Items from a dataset
#####

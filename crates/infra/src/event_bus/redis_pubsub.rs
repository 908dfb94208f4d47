//! Redis pub/sub-backed event bus (optional).
//!
//! Note: Redis pub/sub is not durable (messages can be dropped if subscribers
//! are offline). For durable at-least-once processing, Redis Streams (or a
//! broker) would be used later. This implementation is intentionally minimal.

use std::sync::mpsc;
use std::thread;

use redis::Commands;
use serde_json::Value as JsonValue;

use forgeerp_events::{EventBus, EventEnvelope, Subscription};

#[derive(Debug)]
pub enum RedisBusError {
    Redis(String),
    Serialize(String),
}

/// Redis pub/sub bus for JSON event envelopes.
#[derive(Debug, Clone)]
pub struct RedisPubSubEventBus {
    client: redis::Client,
    channel: String,
}

impl RedisPubSubEventBus {
    pub fn new(redis_url: impl AsRef<str>, channel: impl Into<String>) -> Result<Self, RedisBusError> {
        let client = redis::Client::open(redis_url.as_ref())
            .map_err(|e| RedisBusError::Redis(e.to_string()))?;
        Ok(Self {
            client,
            channel: channel.into(),
        })
    }
}

impl EventBus<EventEnvelope<JsonValue>> for RedisPubSubEventBus {
    type Error = RedisBusError;

    fn publish(&self, message: EventEnvelope<JsonValue>) -> Result<(), Self::Error> {
        let payload = serde_json::to_string(&message)
            .map_err(|e| RedisBusError::Serialize(e.to_string()))?;

        let mut conn = self
            .client
            .get_connection()
            .map_err(|e| RedisBusError::Redis(e.to_string()))?;

        let _: i64 = conn
            .publish(&self.channel, payload)
            .map_err(|e| RedisBusError::Redis(e.to_string()))?;

        Ok(())
    }

    fn subscribe(&self) -> Subscription<EventEnvelope<JsonValue>> {
        let (tx, rx) = mpsc::channel();

        let client = self.client.clone();
        let channel = self.channel.clone();

        // Background thread that receives pub/sub messages and forwards them.
        thread::spawn(move || {
            let mut conn = match client.get_connection() {
                Ok(c) => c,
                Err(_) => return,
            };

            let mut pubsub = conn.as_pubsub();
            if pubsub.subscribe(channel).is_err() {
                return;
            }

            loop {
                let msg = match pubsub.get_message() {
                    Ok(m) => m,
                    Err(_) => return,
                };

                let payload: String = match msg.get_payload() {
                    Ok(p) => p,
                    Err(_) => continue,
                };

                let envelope: EventEnvelope<JsonValue> = match serde_json::from_str(&payload) {
                    Ok(e) => e,
                    Err(_) => continue,
                };

                if tx.send(envelope).is_err() {
                    return;
                }
            }
        });

        Subscription::new(rx)
    }
}


#[cfg(test)]
mod tests {
    use super::*;
    use forgeerp_core::AggregateId;

    fn test_tenant_id() -> TenantId {
        TenantId::new()
    }

    fn test_party_id() -> PartyId {
        PartyId::new(AggregateId::new())
    }

    fn test_time() -> DateTime<Utc> {
        Utc::now()
    }

    #[test]
    fn register_party_emits_party_registered_event() {
        let party = Party::empty(test_party_id());
        let tenant_id = test_tenant_id();
        let party_id = test_party_id();
        let contact = ContactInfo {
            email: Some("test@example.com".to_string()),
            phone: Some("+123456789".to_string()),
            address: Some("123 Main St".to_string()),
        };
        let cmd = RegisterParty {
            tenant_id,
            party_id,
            kind: PartyKind::Customer,
            name: "Test Customer".to_string(),
            contact: Some(contact.clone()),
            occurred_at: test_time(),
        };

        let events = party.handle(&PartyCommand::RegisterParty(cmd.clone())).unwrap();
        assert_eq!(events.len(), 1);

        match &events[0] {
            PartyEvent::PartyRegistered(e) => {
                assert_eq!(e.tenant_id, tenant_id);
                assert_eq!(e.party_id, party_id);
                assert_eq!(e.kind, PartyKind::Customer);
                assert_eq!(e.name, "Test Customer");
                assert_eq!(e.contact, contact);
            }
            _ => panic!("Expected PartyRegistered event"),
        }
    }

    #[test]
    fn register_party_rejects_empty_name() {
        let party = Party::empty(test_party_id());
        let cmd = RegisterParty {
            tenant_id: test_tenant_id(),
            party_id: test_party_id(),
            kind: PartyKind::Supplier,
            name: "   ".to_string(),
            contact: None,
            credit_limit: None,
            occurred_at: test_time(),
        };

        let err = party.handle(&PartyCommand::RegisterParty(cmd)).unwrap_err();
        match err {
            DomainError::Validation(_) => {}
            _ => panic!("Expected Validation error for empty name"),
        }
    }

    #[test]
    fn register_party_rejects_duplicate_creation() {
        let mut party = Party::empty(test_party_id());
        let tenant_id = test_tenant_id();
        let party_id = test_party_id();
        let cmd = RegisterParty {
            tenant_id,
            party_id,
            kind: PartyKind::Customer,
            name: "Test Customer".to_string(),
            contact: None,
            credit_limit: None,
            occurred_at: test_time(),
        };

        let events = party.handle(&PartyCommand::RegisterParty(cmd.clone())).unwrap();
        party.apply(&events[0]);

        let err = party.handle(&PartyCommand::RegisterParty(cmd)).unwrap_err();
        match err {
            DomainError::Conflict(_) => {}
            _ => panic!("Expected Conflict error for duplicate creation"),
        }
    }

    #[test]
    fn update_details_updates_name_and_contact() {
        let mut party = Party::empty(test_party_id());
        let tenant_id = test_tenant_id();
        let party_id = test_party_id();

        let register_cmd = RegisterParty {
            tenant_id,
            party_id,
            kind: PartyKind::Customer,
            name: "Old Name".to_string(),
            contact: None,
            credit_limit: None,
            occurred_at: test_time(),
        };
        let events = party
            .handle(&PartyCommand::RegisterParty(register_cmd))
            .unwrap();
        party.apply(&events[0]);

        let new_contact = ContactInfo {
            email: Some("new@example.com".to_string()),
            phone: Some("+987654321".to_string()),
            address: None,
        };
        let update_cmd = UpdateDetails {
            tenant_id,
            party_id,
            name: Some("New Name".to_string()),
            contact: Some(new_contact.clone()),
            occurred_at: test_time(),
        };

        let events = party
            .handle(&PartyCommand::UpdateDetails(update_cmd))
            .unwrap();
        assert_eq!(events.len(), 1);

        match &events[0] {
            PartyEvent::PartyUpdated(e) => {
                assert_eq!(e.name, "New Name");
                assert_eq!(e.contact, new_contact);
            }
            _ => panic!("Expected PartyUpdated event"),
        }
    }

    #[test]
    fn suspend_party_emits_party_suspended_event_and_prevents_transacting() {
        let mut party = Party::empty(test_party_id());
        let tenant_id = test_tenant_id();
        let party_id = test_party_id();

        let register_cmd = RegisterParty {
            tenant_id,
            party_id,
            kind: PartyKind::Supplier,
            name: "Test Supplier".to_string(),
            contact: None,
            credit_limit: None,
            occurred_at: test_time(),
        };
        let events = party
            .handle(&PartyCommand::RegisterParty(register_cmd))
            .unwrap();
        party.apply(&events[0]);
        assert!(party.can_transact());

        let suspend_cmd = SuspendParty {
            tenant_id,
            party_id,
            reason: Some("Risk review".to_string()),
            occurred_at: test_time(),
        };

        let events = party
            .handle(&PartyCommand::SuspendParty(suspend_cmd))
            .unwrap();
        assert_eq!(events.len(), 1);

        match &events[0] {
            PartyEvent::PartySuspended(e) => {
                assert_eq!(e.tenant_id, tenant_id);
                assert_eq!(e.party_id, party_id);
                assert_eq!(e.reason.as_deref(), Some("Risk review"));
            }
            _ => panic!("Expected PartySuspended event"),
        }

        party.apply(&events[0]);
        assert_eq!(party.status(), PartyStatus::Suspended);
        assert!(!party.can_transact());
    }

    #[test]
    fn suspend_party_rejects_already_suspended() {
        let mut party = Party::empty(test_party_id());
        let tenant_id = test_tenant_id();
        let party_id = test_party_id();

        let register_cmd = RegisterParty {
            tenant_id,
            party_id,
            kind: PartyKind::Customer,
            name: "Test Customer".to_string(),
            contact: None,
            credit_limit: None,
            occurred_at: test_time(),
        };
        let events = party
            .handle(&PartyCommand::RegisterParty(register_cmd))
            .unwrap();
        party.apply(&events[0]);

        let suspend_cmd = SuspendParty {
            tenant_id,
            party_id,
            reason: None,
            occurred_at: test_time(),
        };
        let events = party
            .handle(&PartyCommand::SuspendParty(suspend_cmd.clone()))
            .unwrap();
        party.apply(&events[0]);

        let err = party
            .handle(&PartyCommand::SuspendParty(suspend_cmd))
            .unwrap_err();
        match err {
            DomainError::Conflict(_) => {}
            _ => panic!("Expected Conflict error for already suspended party"),
        }
    }

    #[test]
    fn suspend_party_rejects_non_existent_party() {
        let party = Party::empty(test_party_id());
        let suspend_cmd = SuspendParty {
            tenant_id: test_tenant_id(),
            party_id: test_party_id(),
            reason: None,
            occurred_at: test_time(),
        };

        let err = party
            .handle(&PartyCommand::SuspendParty(suspend_cmd))
            .unwrap_err();
        match err {
            DomainError::NotFound => {}
            _ => panic!("Expected NotFound error for non-existent party"),
        }
    }

    #[test]
    fn can_transact_reflects_status_invariant() {
        let mut party = Party::empty(test_party_id());
        let tenant_id = test_tenant_id();
        let party_id = test_party_id();

        let register_cmd = RegisterParty {
            tenant_id,
            party_id,
            kind: PartyKind::Customer,
            name: "Test Customer".to_string(),
            contact: None,
            credit_limit: None,
            occurred_at: test_time(),
        };
        let events = party
            .handle(&PartyCommand::RegisterParty(register_cmd))
            .unwrap();
        party.apply(&events[0]);

        // Active by default after registration.
        assert_eq!(party.status(), PartyStatus::Active);
        assert!(party.can_transact());

        // Suspend party.
        let suspend_cmd = SuspendParty {
            tenant_id,
            party_id,
            reason: None,
            occurred_at: test_time(),
        };
        let events = party
            .handle(&PartyCommand::SuspendParty(suspend_cmd))
            .unwrap();
        party.apply(&events[0]);

        assert_eq!(party.status(), PartyStatus::Suspended);
        assert!(!party.can_transact());
    }

    #[test]
    fn version_increments_on_apply() {
        let mut party = Party::empty(test_party_id());
        assert_eq!(party.version(), 0);

        let tenant_id = test_tenant_id();
        let party_id = test_party_id();
        let register_cmd = RegisterParty {
            tenant_id,
            party_id,
            kind: PartyKind::Supplier,
            name: "Test Supplier".to_string(),
            contact: None,
            credit_limit: None,
            occurred_at: test_time(),
        };

        let events = party
            .handle(&PartyCommand::RegisterParty(register_cmd))
            .unwrap();
        party.apply(&events[0]);
        assert_eq!(party.version(), 1);

        let suspend_cmd = SuspendParty {
            tenant_id,
            party_id,
            reason: None,
            occurred_at: test_time(),
        };
        let events = party
            .handle(&PartyCommand::SuspendParty(suspend_cmd))
            .unwrap();
        party.apply(&events[0]);
        assert_eq!(party.version(), 2);
    }

    #[test]
    fn handle_does_not_mutate_state() {
        let mut party = Party::empty(test_party_id());
        let tenant_id = test_tenant_id();
        let party_id = test_party_id();
        let register_cmd = RegisterParty {
            tenant_id,
            party_id,
            kind: PartyKind::Customer,
            name: "Test Customer".to_string(),
            contact: None,
            credit_limit: None,
            occurred_at: test_time(),
        };

        let events = party
            .handle(&PartyCommand::RegisterParty(register_cmd.clone()))
            .unwrap();
        party.apply(&events[0]);
        let initial_version = party.version();
        let initial_status = party.status();

        let suspend_cmd = SuspendParty {
            tenant_id,
            party_id,
            reason: Some("Reason".to_string()),
            occurred_at: test_time(),
        };

        let events1 = party
            .handle(&PartyCommand::SuspendParty(suspend_cmd.clone()))
            .unwrap();
        let version_after_handle1 = party.version();
        let status_after_handle1 = party.status();

        let events2 = party
            .handle(&PartyCommand::SuspendParty(suspend_cmd.clone()))
            .unwrap();
        let version_after_handle2 = party.version();
        let status_after_handle2 = party.status();

        assert_eq!(version_after_handle1, initial_version);
        assert_eq!(version_after_handle2, initial_version);
        assert_eq!(status_after_handle1, initial_status);
        assert_eq!(status_after_handle2, initial_status);

        assert_eq!(events1, events2);
    }

    #[test]
    fn apply_is_deterministic() {
        let tenant_id = test_tenant_id();
        let party_id = test_party_id();
        let contact = ContactInfo {
            email: Some("test@example.com".to_string()),
            phone: None,
            address: None,
        };
        let event1 = PartyEvent::PartyRegistered(PartyRegistered {
            tenant_id,
            party_id,
            kind: PartyKind::Customer,
            name: "Test Customer".to_string(),
            contact: contact.clone(),
            credit_limit: 0,
            occurred_at: test_time(),
        });
        let event2 = PartyEvent::PartySuspended(PartySuspended {
            tenant_id,
            party_id,
            reason: None,
            occurred_at: test_time(),
        });

        let mut party1 = Party::empty(party_id);
        party1.apply(&event1);
        party1.apply(&event2);

        let mut party2 = Party::empty(party_id);
        party2.apply(&event1);
        party2.apply(&event2);

        assert_eq!(party1.version(), party2.version());
        assert_eq!(party1.status(), party2.status());
        assert_eq!(party1.kind(), party2.kind());
        assert_eq!(party1.name(), party2.name());
        assert_eq!(party1.tenant_id(), party2.tenant_id());
        assert_eq!(party1.status(), PartyStatus::Suspended);
        assert!(!party1.can_transact());
    }
}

#####

_Work to complete_: All lines above that include the word "RedisBusError" should be located and copied.

_Expected answer_:
pub enum RedisBusError {
    pub fn new(redis_url: impl AsRef<str>, channel: impl Into<String>) -> Result<Self, RedisBusError> {
            .map_err(|e| RedisBusError::Redis(e.to_string()))?;
    type Error = RedisBusError;
            .map_err(|e| RedisBusError::Serialize(e.to_string()))?;
            .map_err(|e| RedisBusError::Redis(e.to_string()))?;
            .map_err(|e| RedisBusError::Redis(e.to_string()))?;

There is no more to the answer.